The decision not to convene the Parliament session in 2020 is evocative of the British rulers in 1935, when they, according to Ambedkar, shunned the legislature, except for convening it for the purpose of getting the budget and its financial proposals approved. He added that “the legislature was summoned primarily for the purpose of collecting revenue… the executive was not very keen to meet the legislature in order to permit the legislature either to question the day-to-day administration by exercising its right of interpellation or of moving legislation to remove social grievances”. He described the situation as a “travesty of democracy” and added, “I do not think any executive would hereafter be capable of showing this kind of callous conduct towards the legislature”. The Modi regime proved him wrong 71 years after he spoke those words.

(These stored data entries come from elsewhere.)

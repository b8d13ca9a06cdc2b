//! Retry with exponential backoff for platform requests

use std::fmt::Display;
use std::future::Future;
use std::time::Duration;
use tracing::{debug, warn};

/// Configuration for retry behavior
#[derive(Debug, Clone)]
pub struct RetryConfig {
    /// Maximum number of retry attempts after the first try
    pub max_retries: u32,

    /// Base delay in milliseconds for exponential backoff
    pub base_delay_ms: u64,

    /// Maximum delay in milliseconds (caps exponential growth)
    pub max_delay_ms: u64,

    /// Multiplier for exponential backoff
    pub backoff_multiplier: f64,
}

impl Default for RetryConfig {
    fn default() -> Self {
        Self {
            max_retries: 2,
            base_delay_ms: 2000,
            max_delay_ms: 30_000,
            backoff_multiplier: 2.0,
        }
    }
}

impl RetryConfig {
    pub fn new(max_retries: u32) -> Self {
        Self {
            max_retries,
            ..Default::default()
        }
    }

    pub fn with_delays(max_retries: u32, base_delay_ms: u64, max_delay_ms: u64) -> Self {
        Self {
            max_retries,
            base_delay_ms,
            max_delay_ms,
            backoff_multiplier: 2.0,
        }
    }

    /// No retries at all
    pub fn none() -> Self {
        Self::new(0)
    }

    fn calculate_delay(&self, attempt: u32) -> Duration {
        let delay_ms = if attempt == 0 {
            0
        } else {
            let exponential =
                self.base_delay_ms as f64 * self.backoff_multiplier.powi((attempt - 1) as i32);
            (exponential as u64).min(self.max_delay_ms)
        };

        Duration::from_millis(delay_ms)
    }
}

/// Run `operation`, retrying while `should_retry` accepts the error
///
/// Returns the first success, the first non-retryable error, or the last
/// error once `max_retries` is exhausted.
pub async fn with_retry_if<T, E, F, Fut, P>(
    config: &RetryConfig,
    operation: F,
    should_retry: P,
) -> Result<T, E>
where
    E: Display,
    F: Fn() -> Fut,
    Fut: Future<Output = Result<T, E>>,
    P: Fn(&E) -> bool,
{
    let mut attempt = 0;

    loop {
        match operation().await {
            Ok(result) => {
                if attempt > 0 {
                    debug!(attempt, "Request succeeded after retry");
                }
                return Ok(result);
            }
            Err(e) if attempt < config.max_retries && should_retry(&e) => {
                attempt += 1;
                let delay = config.calculate_delay(attempt);
                warn!(
                    attempt,
                    max_retries = config.max_retries,
                    delay_ms = delay.as_millis() as u64,
                    error = %e,
                    "Request failed, retrying"
                );
                tokio::time::sleep(delay).await;
            }
            Err(e) => return Err(e),
        }
    }
}

#[cfg(test)]
mod tests {
    use super::*;
    use std::sync::atomic::{AtomicU32, Ordering};
    use std::sync::Arc;

    #[tokio::test(start_paused = true)]
    async fn test_retry_success_after_failures() {
        let config = RetryConfig::new(3);
        let attempts = Arc::new(AtomicU32::new(0));
        let counter = Arc::clone(&attempts);

        let result: Result<u32, String> = with_retry_if(
            &config,
            move || {
                let attempts = Arc::clone(&counter);
                async move {
                    let count = attempts.fetch_add(1, Ordering::SeqCst);
                    if count < 2 {
                        Err("flaky".to_string())
                    } else {
                        Ok(42)
                    }
                }
            },
            |_| true,
        )
        .await;

        assert_eq!(result, Ok(42));
        assert_eq!(attempts.load(Ordering::SeqCst), 3);
    }

    #[tokio::test(start_paused = true)]
    async fn test_retry_exhausted_returns_last_error() {
        let config = RetryConfig::new(2);
        let attempts = Arc::new(AtomicU32::new(0));
        let counter = Arc::clone(&attempts);

        let result: Result<(), String> = with_retry_if(
            &config,
            move || {
                let attempts = Arc::clone(&counter);
                async move {
                    let n = attempts.fetch_add(1, Ordering::SeqCst);
                    Err(format!("failure {n}"))
                }
            },
            |_| true,
        )
        .await;

        assert_eq!(result, Err("failure 2".to_string()));
        assert_eq!(attempts.load(Ordering::SeqCst), 3);
    }

    #[tokio::test]
    async fn test_non_retryable_error_stops_immediately() {
        let config = RetryConfig::new(3);
        let attempts = Arc::new(AtomicU32::new(0));
        let counter = Arc::clone(&attempts);

        let result: Result<(), String> = with_retry_if(
            &config,
            move || {
                let attempts = Arc::clone(&counter);
                async move {
                    attempts.fetch_add(1, Ordering::SeqCst);
                    Err("not found".to_string())
                }
            },
            |e| !e.contains("not found"),
        )
        .await;

        assert!(result.is_err());
        assert_eq!(attempts.load(Ordering::SeqCst), 1);
    }

    #[test]
    fn test_calculate_delay() {
        let config = RetryConfig::with_delays(5, 1000, 30_000);

        assert_eq!(config.calculate_delay(0), Duration::from_millis(0));
        assert_eq!(config.calculate_delay(1), Duration::from_millis(1000));
        assert_eq!(config.calculate_delay(2), Duration::from_millis(2000));
        assert_eq!(config.calculate_delay(3), Duration::from_millis(4000));
    }

    #[test]
    fn test_max_delay_cap() {
        let config = RetryConfig::with_delays(10, 1000, 5000);
        assert_eq!(config.calculate_delay(10), Duration::from_millis(5000));
    }
}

When some members of the Constituent Assembly wanted frequent sessions of the Parliament, Ambedkar famously said that the provisions in the Constitution did not prevent the legislature from being summoned more often than what has been provided for. On a hopeful note, he pronounced in the Constituent Assembly, “In fact, my fear is, if I may say so, that the sessions of Parliament would be so frequent and so lengthy that the members of the legislature would probably themselves get tired of the sessions.”

Contrary to his fears, the Parliament and state legislatures are not sitting for overlong periods or even for 100 days. Nor are the nation and people tired of frequent sessions. Rather, the Opposition and other stakeholders in democracy are tired of the Modi regime displaying calculated callousness in not convening the winter session of the Parliament. Such a step negates the will of the people and the legislative intent of the Constituent Assembly.

On reflection, it appears to be the Modi regime’s strategy to invalidate the culture of parliamentary scrutiny and accountability required to examine government policies and legislative proposals. The way it pushed through the three farm bills through the Parliament without getting them examined by parliamentary committees and subjecting them to actual voting in the Rajya Sabha – as mandated by Article 101(1) of the Constitution and demanded by several members of the House – clearly indicated wilful undermining of the Parliament. Similar steps have been taken by it since 2014 to ignore the apex legislature and the deliberative and consultative process of law-making. Instead, it prefers to use brute executive dominance to frame laws without consulting stakeholders. The result is the decline of legislature and diminution of the culture of holding the government to account.

SN Sahu served as Officer on Special Duty and Press secretary to President KR Narayanan.